February 28, 2011
Tracking the biggest losers in Google's content farm algorithm changes — love the hand-wringing in the comments
The economics of indie writers in the Kindle Marketplace — also, how indie successes are shifting the culture of openness
Antimatière — experimental gameplay navigating a 3D world turned 2D
Gina Trapani runs the numbers on ThinkUp's first year — an amazing community working on an amazing project
Turtlecalls.com — “the copycats may be cheaper but they barely even sound like real turtles”
For the last three weeks, I’ve indexed The Daily. Now that my free trial’s up, I’ve had an intimate look at what they have to offer and, sad to say, I don’t plan on subscribing. As a result, I’m ending The Daily: Indexed, my unofficial table of contents for every article they published publicly.

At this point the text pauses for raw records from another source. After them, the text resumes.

impl Feed {
    /// Subscribe to both streams, then seed from the latest stored row.
    async fn open(&self) -> Result<Streams, BackendError> {
        let telemetry = self
            .backend
            .subscribe(
                ChangeFilter::table(&self.config.telemetry_table)
                    .kind(ChangeKind::Insert)
                    .row(RowFilter::eq("drone_id", self.entity_id.as_str())),
            )
            .await?;
        let status = self
            .backend
            .subscribe(
                ChangeFilter::table(&self.config.status_table)
                    .kind(ChangeKind::Update)
                    .row(RowFilter::eq("id", self.entity_id.as_str())),
            )
            .await?;
        self.resync(Source::Telemetry).await?;
        Ok(Streams { telemetry, status })
    }

    async fn run(self, mut streams: Streams) {
        let period = self.config.health_check_interval.max(Duration::from_millis(1));
        let mut health = tokio::time::interval_at(Instant::now() + period, period);
        health.set_missed_tick_behavior(MissedTickBehavior::Delay);

        loop {
            let (source, message) = tokio::select! {
                msg = streams.telemetry.recv() => (Source::Telemetry, msg),
                msg = streams.status.recv() => (Source::Status, msg),
                _ = health.tick() => {
                    self.check_health();
                    continue;
                }
            };
            match message {
                Some(SubscriptionMessage::Change(event)) => self.apply_event(&event),
                Some(SubscriptionMessage::Gap) => {
                    debug!(entity_id = %self.entity_id, ?source, "telemetry: gap; resyncing");
                    if let Err(e) = self.resync(source).await {
                        warn!(entity_id = %self.entity_id, ?source, error = %e, "telemetry: resync failed");
                    }
                }
                None => {
                    warn!(entity_id = %self.entity_id, ?source, "telemetry: stream closed");
                    self.view.send_if_modified(|view| std::mem::replace(&mut view.connected, false));
                    break;
                }
            }
        }
    }

    /// Re-read the latest row for `source` and merge it.
    async fn resync(&self, source: Source) -> Result<(), BackendError> {
        let query = match source {
            Source::Telemetry => Query::table(&self.config.telemetry_table)
                .eq("drone_id", self.entity_id.as_str())
                .order_desc("captured_at")
                .limit(1),
            Source::Status => Query::table(&self.config.status_table)
                .eq("id", self.entity_id.as_str())
                .limit(1),
        };
        let rows = self.backend.fetch(&query).await?;
        if let Some(row) = rows.first() {
            self.apply_row(row);
        }
        Ok(())
    }

    fn apply_event(&self, event: &ChangeEvent) {
        if let Some(row) = &event.new {
            self.apply_row(row);
        }
    }

    fn apply_row(&self, row: &Row) {
        let patch = match TelemetryPatch::from_row(row) {
            Ok(patch) => patch,
            Err(e) => {
                warn!(entity_id = %self.entity_id, error = %e, "telemetry: dropping malformed row");
                return;
            }
        };
        let entity_id = &self.entity_id;
        self.view.send_modify(|view| {
            view.snapshot
                .get_or_insert_with(|| TelemetrySnapshot::new(entity_id))
                .merge(&patch);
            view.connected = true;
            view.last_update = Some(Instant::now());
        });
    }

    fn check_health(&self) {
        let threshold = self.config.health_threshold;
        self.view.send_if_modified(|view| {
            let stale = view.last_update.is_none_or(|at| at.elapsed() > threshold);
            if view.connected && stale {
                info!(entity_id = %self.entity_id, "telemetry: no update within threshold; disconnected");
                view.connected = false;
                true
            } else {
                false
            }
        });
    }
}

#[cfg(test)]
#[path = "telemetry_test.rs"]
mod tests;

I’m surprised and grateful that The Daily executive and legal team never tried to shut it down. On the contrary, when asked directly about it, publisher Greg Clayman said, “If people like our content enough to put it together in a blog and share it with folks, that’s great! It drives people back to us.” They seem like a nice bunch of folks, and I hope they succeed with their big publishing experiment.
But now that I’m ending it, I can finally address the most common question — how did I do it?

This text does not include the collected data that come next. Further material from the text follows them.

//! GraphQL documents and the request/response envelopes for the gif API.
//!
//! The documents match what the managed backend generates for a `Gif`
//! model with `altText` and `url` fields:
//!
//! ```text
//! mutation CreateGif($input: CreateGifInput!) { createGif(input: $input) { ... } }
//! query ListGifs($limit: Int, $nextToken: String) { listGifs(...) { items { ... } nextToken } }
//! mutation UpdateGif($input: UpdateGifInput!) { updateGif(input: $input) { ... } }
//! mutation DeleteGif($input: DeleteGifInput!) { deleteGif(input: $input) { ... } }
//! ```

use serde::de::DeserializeOwned;
use serde::{Deserialize, Serialize};
use serde_json::Value;

use crate::error::{GalleryError, Result};
use crate::record::Gif;

pub const CREATE_GIF: &str = r#"mutation CreateGif($input: CreateGifInput!, $condition: ModelGifConditionInput) {
  createGif(input: $input, condition: $condition) {
    id
    altText
    url
    createdAt
    updatedAt
  }
}"#;

pub const LIST_GIFS: &str = r#"query ListGifs($filter: ModelGifFilterInput, $limit: Int, $nextToken: String) {
  listGifs(filter: $filter, limit: $limit, nextToken: $nextToken) {
    items {
      id
      altText
      url
      createdAt
      updatedAt
    }
    nextToken
  }
}"#;

pub const UPDATE_GIF: &str = r#"mutation UpdateGif($input: UpdateGifInput!, $condition: ModelGifConditionInput) {
  updateGif(input: $input, condition: $condition) {
    id
    altText
    url
    createdAt
    updatedAt
  }
}"#;

pub const DELETE_GIF: &str = r#"mutation DeleteGif($input: DeleteGifInput!, $condition: ModelGifConditionInput) {
  deleteGif(input: $input, condition: $condition) {
    id
    altText
    url
    createdAt
    updatedAt
  }
}"#;

/// A single GraphQL operation as POSTed to the endpoint.
#[derive(Debug, Serialize)]
pub struct GraphqlRequest<'a> {
    pub query: &'a str,
    pub variables: Value,
}

impl<'a> GraphqlRequest<'a> {
    pub fn new(query: &'a str, variables: Value) -> Self {
        Self { query, variables }
    }
}

/// One entry of the `errors` array.
#[derive(Clone, Debug, PartialEq, Deserialize)]
#[serde(rename_all = "camelCase")]
pub struct GraphqlError {
    pub message: String,
    #[serde(default)]
    pub error_type: Option<String>,
    #[serde(default)]
    pub path: Vec<Value>,
}

#[derive(Debug, Deserialize)]
struct GraphqlResponse {
    #[serde(default)]
    data: Option<Value>,
    #[serde(default)]
    errors: Vec<GraphqlError>,
}

/// One page of `listGifs`.
#[derive(Clone, Debug, PartialEq, Deserialize)]
#[serde(rename_all = "camelCase")]
pub struct GifPage {
    pub items: Vec<Gif>,
    #[serde(default)]
    pub next_token: Option<String>,
}

/// Extract the payload of `field` from a raw response body.
///
/// Any entry in `errors` fails the call, even if `data` is partly filled.
pub fn parse_field<T: DeserializeOwned>(body: &str, field: &'static str) -> Result<T> {
    let response: GraphqlResponse = serde_json::from_str(body)?;
    if !response.errors.is_empty() {
        return Err(GalleryError::Graphql(response.errors));
    }

    let value = response
        .data
        .and_then(|mut data| data.get_mut(field).map(Value::take))
        .filter(|v| !v.is_null())
        .ok_or(GalleryError::MissingData(field))?;

    Ok(serde_json::from_value(value)?)
}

The Daily: Indexed is just a list of article headlines, bylines, and links to each article on The Daily’s official website. Anyone can grab the links from the Daily iPad app by clicking each article’s “Share by Email” button, but that would’ve taken me far too long. So, how to automate the process?
When you first start The Daily application, it connects to their central server to check for a new edition, and then downloads a 1.5MB JSON file with the complete metadata for that issue. It includes everything — the complete text of the issue, layout metadata, and the public URLs.

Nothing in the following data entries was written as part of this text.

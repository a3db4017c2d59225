//! The gif API seam and its HTTP implementation.

use async_trait::async_trait;
use serde::de::DeserializeOwned;
use serde_json::{Value, json};

use crate::config::{AuthMode, BackendConfig};
use crate::error::{GalleryError, Result};
use crate::graphql::{
    CREATE_GIF, DELETE_GIF, GifPage, GraphqlRequest, LIST_GIFS, UPDATE_GIF, parse_field,
};
use crate::record::{Gif, GifId, GifUpdate, NewGif};

/// The four operations the managed backend exposes for gifs.
///
/// Futures are not required to be `Send` so browser fetches qualify.
#[async_trait(?Send)]
pub trait GifApi {
    async fn create(&self, gif: NewGif) -> Result<Gif>;

    /// Every gif in the collection, following pagination to the end.
    async fn list(&self) -> Result<Vec<Gif>>;

    async fn update(&self, gif: GifUpdate) -> Result<Gif>;

    async fn delete(&self, id: GifId) -> Result<Gif>;
}

/// [`GifApi`] over GraphQL-on-HTTP.
#[derive(Clone, Debug)]
pub struct HttpGifApi {
    http: reqwest::Client,
    config: BackendConfig,
}

impl HttpGifApi {
    pub fn new(config: BackendConfig) -> Self {
        Self::with_client(reqwest::Client::new(), config)
    }

    pub fn with_client(http: reqwest::Client, config: BackendConfig) -> Self {
        Self { http, config }
    }

    pub fn config(&self) -> &BackendConfig {
        &self.config
    }

    /// Fetch a single page of `listGifs`.
    pub async fn list_page(&self, next_token: Option<&str>) -> Result<GifPage> {
        let variables = json!({
            "limit": self.config.page_size,
            "nextToken": next_token,
        });
        self.execute(LIST_GIFS, variables, "listGifs").await
    }

    async fn execute<T: DeserializeOwned>(
        &self,
        query: &str,
        variables: Value,
        field: &'static str,
    ) -> Result<T> {
        tracing::debug!(operation = field, %variables, "sending graphql request");

        let request = self
            .http
            .post(&self.config.endpoint)
            .json(&GraphqlRequest::new(query, variables));
        let request = match &self.config.auth {
            AuthMode::ApiKey(key) => request.header("x-api-key", key),
            AuthMode::Bearer(token) => request.header("Authorization", token),
        };

        let response = request.send().await?;
        let status = response.status();
        let body = response.text().await?;
        if !status.is_success() {
            return Err(GalleryError::Status {
                status: status.as_u16(),
                body,
            });
        }

        parse_field(&body, field)
    }
}

#[async_trait(?Send)]
impl GifApi for HttpGifApi {
    async fn create(&self, gif: NewGif) -> Result<Gif> {
        self.execute(CREATE_GIF, json!({ "input": gif }), "createGif")
            .await
    }

    async fn list(&self) -> Result<Vec<Gif>> {
        let mut gifs = Vec::new();
        let mut next_token: Option<String> = None;
        loop {
            let page = self.list_page(next_token.as_deref()).await?;
            gifs.extend(page.items);
            match page.next_token {
                Some(token) if next_token.as_deref() == Some(token.as_str()) => {
                    tracing::warn!(%token, "listGifs repeated its nextToken, stopping");
                    break;
                }
                Some(token) if !token.is_empty() => next_token = Some(token),
                _ => break,
            }
        }
        Ok(gifs)
    }

    async fn update(&self, gif: GifUpdate) -> Result<Gif> {
        self.execute(UPDATE_GIF, json!({ "input": gif }), "updateGif")
            .await
    }

    async fn delete(&self, id: GifId) -> Result<Gif> {
        self.execute(DELETE_GIF, json!({ "input": { "id": id } }), "deleteGif")
            .await
    }
}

But how can you get access to that file? My first attempt was to proxy all of the iPad’s traffic through my laptop and use Wireshark to inspect it. As it turns out, The Daily encrypts all traffic between your iPad and their servers. I was able to see connections being made to various servers, but couldn’t see what was being sent.
Enter Charles, a brilliantly-designed web debugging proxy for Mac, Windows, and Linux. By default, Charles will listen to all of your HTTP network traffic and show you simple, but powerful, views of all your web requests. But it can also act as an SSL proxy, sitting in the middle of previously-secure transactions between your browser and an SSL server.
After grabbing the JSON, I was able to write a simple Python script to extract the metadata I needed and spit out the HTML for use on the Tumblr page. Here’s how to do it.
2. For Mac users, start Network Utility to get your desktop’s local IP address. Start your iPad, make sure it’s on the same wireless network as your desktop, and go into Settings>Network>Wi-Fi. Select the wireless network, and click the right arrow next to it to configure advanced settings. Under “HTTP Proxy,” select “Manual.” Enter the IP address of your desktop for “Server” and enter in “8888” for the port.
3. Now, start Charles on your desktop and, on the iPad, try loading any website. You should see assets from that website appear in Charles. If so, you’re ready to sniff The Daily’s iPad app.
Indexing the Daily
1. Start the Daily app on the iPad. Wait for it to download today’s issue. In Charles, drill down to https://app.thedaily.com/ipad/v1/issue/current, and select “JSON Text.”
2. Copy and paste the raw JSON into a text file.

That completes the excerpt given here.